BEGIN Listed records

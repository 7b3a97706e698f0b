//! Ranged weapons: stat rows, the per-instance `Weapon`, and magazine bookkeeping.
//!
//! A `Weapon` is a plain value. While carried it lives inside the player's
//! inventory; once thrown it moves into the world arena as a dropped item.

pub mod recoil;
pub mod spread;

use serde::{Deserialize, Serialize};

use crate::rarity::ItemRarity;

pub use recoil::Recoil;
pub use spread::{interp_to, CrosshairSpread};

/// Weapon families
#[derive(Debug, Clone, Copy, PartialEq, Eq, Hash, Serialize, Deserialize)]
pub enum WeaponKind {
    SubmachineGun,
    AssaultRifle,
    Pistol,
    Uzi,
    Ak47,
    BowAndArrow,
}

impl WeaponKind {
    pub const ALL: [WeaponKind; 6] = [
        WeaponKind::SubmachineGun,
        WeaponKind::AssaultRifle,
        WeaponKind::Pistol,
        WeaponKind::Uzi,
        WeaponKind::Ak47,
        WeaponKind::BowAndArrow,
    ];

    pub fn from_id(id: u32) -> Option<Self> {
        Self::ALL.get(id as usize).copied()
    }
}

#[derive(Debug, Clone, Copy, PartialEq, Eq, Hash, PartialOrd, Ord, Serialize, Deserialize)]
pub enum AmmoType {
    NineMillimeter,
    AssaultRifle,
    Arrow,
}

/// How a shot reaches its target
#[derive(Debug, Clone, Copy, PartialEq, Eq, Default, Serialize, Deserialize)]
pub enum FireMode {
    #[default]
    HitScan,
    Projectile,
}

/// Lifecycle of a weapon as a world item
#[derive(Debug, Clone, Copy, PartialEq, Eq, Default, Serialize, Deserialize)]
pub enum ItemState {
    #[default]
    Pickup,
    EquipInterping,
    PickedUp,
    Equipped,
    Falling,
}

/// One row of the weapon data table (before rarity scaling).
#[derive(Debug, Clone, PartialEq, Serialize, Deserialize)]
pub struct WeaponRow {
    pub kind: WeaponKind,
    pub name: String,
    pub ammo_type: AmmoType,
    pub magazine_capacity: u32,
    pub damage: f32,
    pub weakspot_damage: f32,
    /// 0-100; higher is tighter spread
    pub accuracy: f32,
    /// 0-100; higher is less recoil
    pub stability: f32,
    pub balance_damage: f32,
    /// Shots per second
    pub fire_rate: f32,
    pub automatic: bool,
    #[serde(default = "default_true")]
    pub reloadable: bool,
    #[serde(default)]
    pub fire_mode: FireMode,
    pub reload_section: String,
    pub reload_rate: f32,
}

fn default_true() -> bool {
    true
}

impl WeaponRow {
    #[allow(clippy::too_many_arguments)]
    fn hitscan(
        kind: WeaponKind,
        name: &str,
        ammo_type: AmmoType,
        magazine_capacity: u32,
        damage: f32,
        weakspot_damage: f32,
        accuracy: f32,
        stability: f32,
        balance_damage: f32,
        fire_rate: f32,
        automatic: bool,
        reload_section: &str,
    ) -> Self {
        Self {
            kind,
            name: name.into(),
            ammo_type,
            magazine_capacity,
            damage,
            weakspot_damage,
            accuracy,
            stability,
            balance_damage,
            fire_rate,
            automatic,
            reloadable: true,
            fire_mode: FireMode::HitScan,
            reload_section: reload_section.into(),
            reload_rate: crate::constants::RELOAD_MONTAGE_RATE,
        }
    }
}

/// Built-in weapon table
pub fn default_weapon_rows() -> Vec<WeaponRow> {
    use AmmoType::*;
    use WeaponKind::*;
    vec![
        WeaponRow::hitscan(SubmachineGun, "SMG", NineMillimeter, 30, 12.0, 30.0, 60.0, 55.0, 8.0, 10.0, true, "Reload SMG"),
        WeaponRow::hitscan(WeaponKind::AssaultRifle, "Assault Rifle", AmmoType::AssaultRifle, 30, 20.0, 50.0, 75.0, 65.0, 15.0, 8.0, true, "Reload AR"),
        WeaponRow::hitscan(Pistol, "Pistol", NineMillimeter, 12, 25.0, 60.0, 85.0, 70.0, 20.0, 4.0, false, "Reload Pistol"),
        WeaponRow::hitscan(Uzi, "Uzi", NineMillimeter, 25, 10.0, 25.0, 50.0, 45.0, 6.0, 14.0, true, "Reload SMG"),
        WeaponRow::hitscan(Ak47, "AK-47", AmmoType::AssaultRifle, 30, 26.0, 65.0, 65.0, 45.0, 18.0, 7.0, true, "Reload AR"),
        WeaponRow {
            reloadable: false,
            fire_mode: FireMode::Projectile,
            reload_rate: 1.0,
            ..WeaponRow::hitscan(BowAndArrow, "Bow", Arrow, 12, 60.0, 150.0, 95.0, 90.0, 40.0, 1.0, false, "Reload Bow")
        },
    ]
}

#[derive(Debug, Clone, Serialize, Deserialize)]
pub struct Weapon {
    pub name: String,
    pub kind: WeaponKind,
    pub rarity: ItemRarity,
    pub ammo_type: AmmoType,
    ammo: u32,
    magazine_capacity: u32,
    /// Already scaled by rarity
    pub damage: f32,
    pub weakspot_damage: f32,
    pub accuracy: f32,
    pub stability: f32,
    pub balance_damage: f32,
    pub fire_rate: f32,
    pub automatic: bool,
    pub reloadable: bool,
    pub fire_mode: FireMode,
    pub reload_section: String,
    pub reload_rate: f32,
    pub slot_index: Option<usize>,
    pub state: ItemState,
}

impl Weapon {
    /// Build a weapon from its row. Rarity scales both damage values exactly once, here.
    pub fn from_row(row: &WeaponRow, rarity_multiplier: f32, rarity: ItemRarity) -> Self {
        Self {
            name: row.name.clone(),
            kind: row.kind,
            rarity,
            ammo_type: row.ammo_type,
            ammo: row.magazine_capacity,
            magazine_capacity: row.magazine_capacity,
            damage: row.damage * rarity_multiplier,
            weakspot_damage: row.weakspot_damage * rarity_multiplier,
            accuracy: row.accuracy.clamp(0.0, 100.0),
            stability: row.stability.clamp(0.0, 100.0),
            balance_damage: row.balance_damage,
            fire_rate: row.fire_rate,
            automatic: row.automatic,
            reloadable: row.reloadable,
            fire_mode: row.fire_mode,
            reload_section: row.reload_section.clone(),
            reload_rate: row.reload_rate,
            slot_index: None,
            state: ItemState::Pickup,
        }
    }

    pub fn with_ammo(mut self, ammo: u32) -> Self {
        self.ammo = ammo.min(self.magazine_capacity);
        self
    }

    pub fn ammo(&self) -> u32 {
        self.ammo
    }

    pub fn magazine_capacity(&self) -> u32 {
        self.magazine_capacity
    }

    pub fn has_ammo(&self) -> bool {
        self.ammo > 0
    }

    pub fn is_full(&self) -> bool {
        self.ammo >= self.magazine_capacity
    }

    /// Rounds that fit before the magazine is full.
    pub fn room(&self) -> u32 {
        self.magazine_capacity - self.ammo
    }

    /// Seconds between shots.
    pub fn fire_interval(&self) -> f32 {
        1.0 / self.fire_rate.max(f32::EPSILON)
    }

    /// Spend one round; an empty magazine stays at zero.
    pub fn consume_ammo(&mut self) {
        self.ammo = self.ammo.saturating_sub(1);
    }

    /// Insert rounds into the magazine.
    ///
    /// # Panics
    /// Loading past capacity means the ammo bookkeeping is broken.
    pub fn load_rounds(&mut self, amount: u32) {
        assert!(
            amount <= self.room(),
            "attempted to load {} rounds into {} with {}/{} loaded",
            amount,
            self.name,
            self.ammo,
            self.magazine_capacity
        );
        self.ammo += amount;
    }
}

END Listed records

**What needs to be done:** Copy out every line from the material above in which the word "enum" appears.

**Your solution:**
pub enum WeaponKind {
pub enum AmmoType {
pub enum FireMode {
pub enum ItemState {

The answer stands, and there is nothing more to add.